State Management: The tracer maintains active span context using thread-local storage or async context variables, enabling automatic parent-child relationships across async operations.

Performance Analysis

Time Complexity: O(1) for span creation and attribute setting. The tracer uses hash tables for span lookup and linked lists for span relationships.

Space Complexity: O(n) where n is the number of active spans. Each span stores ~1KB of metadata plus variable attribute data.

Bottlenecks:

Span export becomes the limiting factor at scale (1000+ spans/second)
Attribute serialization for complex objects (embeddings, large prompts)
Network I/O to observability backends during export batches

Mitigation: Use async exporters, compress span data, and sample high-volume operations.

📊 Visualizing LLM Request Flows with Distributed Tracing

LLM applications create complex execution graphs that traditional request tracing can't capture. Here's how a typical RAG agent execution looks with proper instrumentation:

graph TD
    A[User Question] --> B[Intent Classification]
    B --> C[Vector Search]
    B --> D[Knowledge Graph Query]  
    C --> E[Document Ranking]
    D --> F[Entity Resolution]
    E --> G[Context Assembly]
    F --> G
    G --> H[Prompt Construction]
    H --> I[LLM Generation]
    I --> J[Output Validation]
    J --> K{Valid Response?}
    K -->|Yes| L[Response Formatting]
    K -->|No| M[Fallback Generation]
    M --> N[Secondary LLM Call]
    N --> L
    L --> O[User Response]

    style B fill:#e1f5fe
    style C fill:#e8f5e8  
    style D fill:#e8f5e8
    style I fill:#fff3e0
    style N fill:#fff3e0
    style J fill:#fce4ec

Each node in this graph becomes a span in your distributed trace, with the following key attributes:

Span Type	Key Attributes	Example Values
Intent Classification	`llm.prompt`, `llm.tokens.input`, `classification.confidence`	"Classify: 'What is RAG?'", 23, 0.94
Vector Search	`search.query`, `search.results.count`, `search.similarity.threshold`	"RAG retrieval", 15, 0.7
LLM Generation	`llm.model`, `llm.tokens.total`, `llm.cost.usd`	"gpt-4-turbo", 1247, $0.031
Output Validation	`validation.rules`, `validation.passed`, `validation.errors`	["factual", "relevant"], true, []
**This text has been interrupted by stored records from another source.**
//! Moving the selection.
//!
//! The committed rects stay untouched while the pointer moves. The offset is
//! held here and applied once, grid-snapped, on release.

use crate::document::Document;
use crate::elements::{BindingEnd, CanvasElement};
use crate::error::EngineResult;
use crate::geometry::Bounds;
use crate::selection::{EntityKind, EntityRef};
use crate::snap::GridSnap;
use crate::store::BoardStore;
use kurbo::{Point, Vec2};
use std::collections::HashSet;

#[derive(Debug, Clone)]
pub(crate) struct DragState {
    /// Pointer position at gesture start, screen space.
    pub start: Point,
    pub offset: Vec2,
    pub entities: Vec<(EntityRef, Bounds)>,
    pub before: Document,
}

impl DragState {
    pub fn new(start: Point, entities: Vec<(EntityRef, Bounds)>, before: Document) -> Self {
        Self { start, offset: Vec2::ZERO, entities, before }
    }

    pub fn update(&mut self, pointer: Point, zoom: f64) {
        self.offset = (pointer - self.start) / zoom;
    }

    pub fn preview(&self, entity: EntityRef) -> Option<Bounds> {
        self.entities.iter().find(|(e, _)| *e == entity).map(|(_, b)| b.translated(self.offset))
    }

    /// Target origins for every dragged entity.
    pub fn targets(&self, grid: GridSnap) -> Vec<(EntityRef, Point)> {
        self.entities
            .iter()
            .map(|(entity, start)| (*entity, grid.snap_point(start.origin() + self.offset).point))
            .collect()
    }

    /// Commit the drag as one history entry. False when nothing moved.
    pub fn commit(self, store: &mut BoardStore) -> EngineResult<bool> {
        if self.offset == Vec2::ZERO {
            return Ok(false);
        }
        let mut targets = self.targets(store.grid_snap());
        // Lines move first; a shape moved later pulls their bound ends along.
        targets.sort_by_key(|(e, _)| !store.element(e.id).is_some_and(CanvasElement::is_linear));
        let dragged: HashSet<_> = self.entities.iter().map(|(e, _)| e.id).collect();
        let detach = detached_ends(store, &self.entities, &dragged);
        store.batch_from("Move", self.before, |store| {
            for (line, end) in detach {
                store.unbind_arrow(line, end)?;
            }
            for (entity, origin) in targets {
                store.move_entity(entity, origin)?;
            }
            Ok(true)
        })
    }
}

/// Bound ends of dragged lines whose target stays behind.
fn detached_ends(
    store: &BoardStore,
    entities: &[(EntityRef, Bounds)],
    dragged: &HashSet<uuid::Uuid>,
) -> Vec<(uuid::Uuid, BindingEnd)> {
    entities
        .iter()
        .filter(|(e, _)| e.kind == EntityKind::Element)
        .filter_map(|(e, _)| store.element(e.id).and_then(CanvasElement::as_linear).map(|l| (e.id, l)))
        .flat_map(|(id, line)| {
            [BindingEnd::Start, BindingEnd::End]
                .into_iter()
                .filter(move |end| line.binding(*end).is_some_and(|b| !dragged.contains(&b.element_id)))
                .map(move |end| (id, end))
        })
        .collect()
}
//! The board document: everything that is saved and snapshotted.

use crate::config::DEFAULT_GRID_SPACING;
use crate::connection::Connection;
use crate::elements::{CanvasElement, ElementId, SerializableColor};
use crate::error::EngineResult;
use crate::geometry::{union_bounds, Bounds};
use crate::selection::{EntityKind, EntityRef};
use crate::snap::GridSnap;
use crate::widget::{Widget, WidgetId};
use kurbo::{Affine, Point, Size, Vec2};
use serde::{Deserialize, Serialize};
use serde_json::Value;
use std::collections::{BTreeMap, HashSet};
use std::time::{SystemTime, UNIX_EPOCH};
use uuid::Uuid;

/// Unique identifier for groups.
pub type GroupId = Uuid;

/// Milliseconds since the UNIX epoch.
pub fn now_millis() -> u64 {
    SystemTime::now()
        .duration_since(UNIX_EPOCH)
        .map(|d| d.as_millis() as u64)
        .unwrap_or(0)
}

/// Pan and zoom of the board view.
///
/// `screen = canvas * zoom + (x, y)`.
#[derive(Debug, Clone, Copy, PartialEq, Serialize, Deserialize)]
pub struct Viewport {
    pub x: f64,
    pub y: f64,
    pub zoom: f64,
}

impl Default for Viewport {
    fn default() -> Self {
        Self { x: 0.0, y: 0.0, zoom: 1.0 }
    }
}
🌍 Real-World Debugging: From Prompt Drift to Cost Explosions

Case Study 1: The Hallucinating Support Bot

Situation: A customer support chatbot started giving incorrect refund policies, causing compliance issues.

Investigation with LangSmith:

Trace Analysis: Filtered traces by "refund" keyword, found 23% contained hallucinated policy details
Prompt Inspection: Discovered the knowledge base retrieval was returning outdated documents
Context Quality: Document relevance scores averaged 0.4 (below 0.7 threshold)

Root Cause: The vector database hadn't been updated with new policies, so context retrieval failed silently.

Solution: Added context quality monitoring and alerts when average relevance drops below 0.6.

@traceable
def validate_context_quality(retrieved_docs: list, threshold: float = 0.6):
    avg_score = sum(doc["relevance_score"] for doc in retrieved_docs) / len(retrieved_docs)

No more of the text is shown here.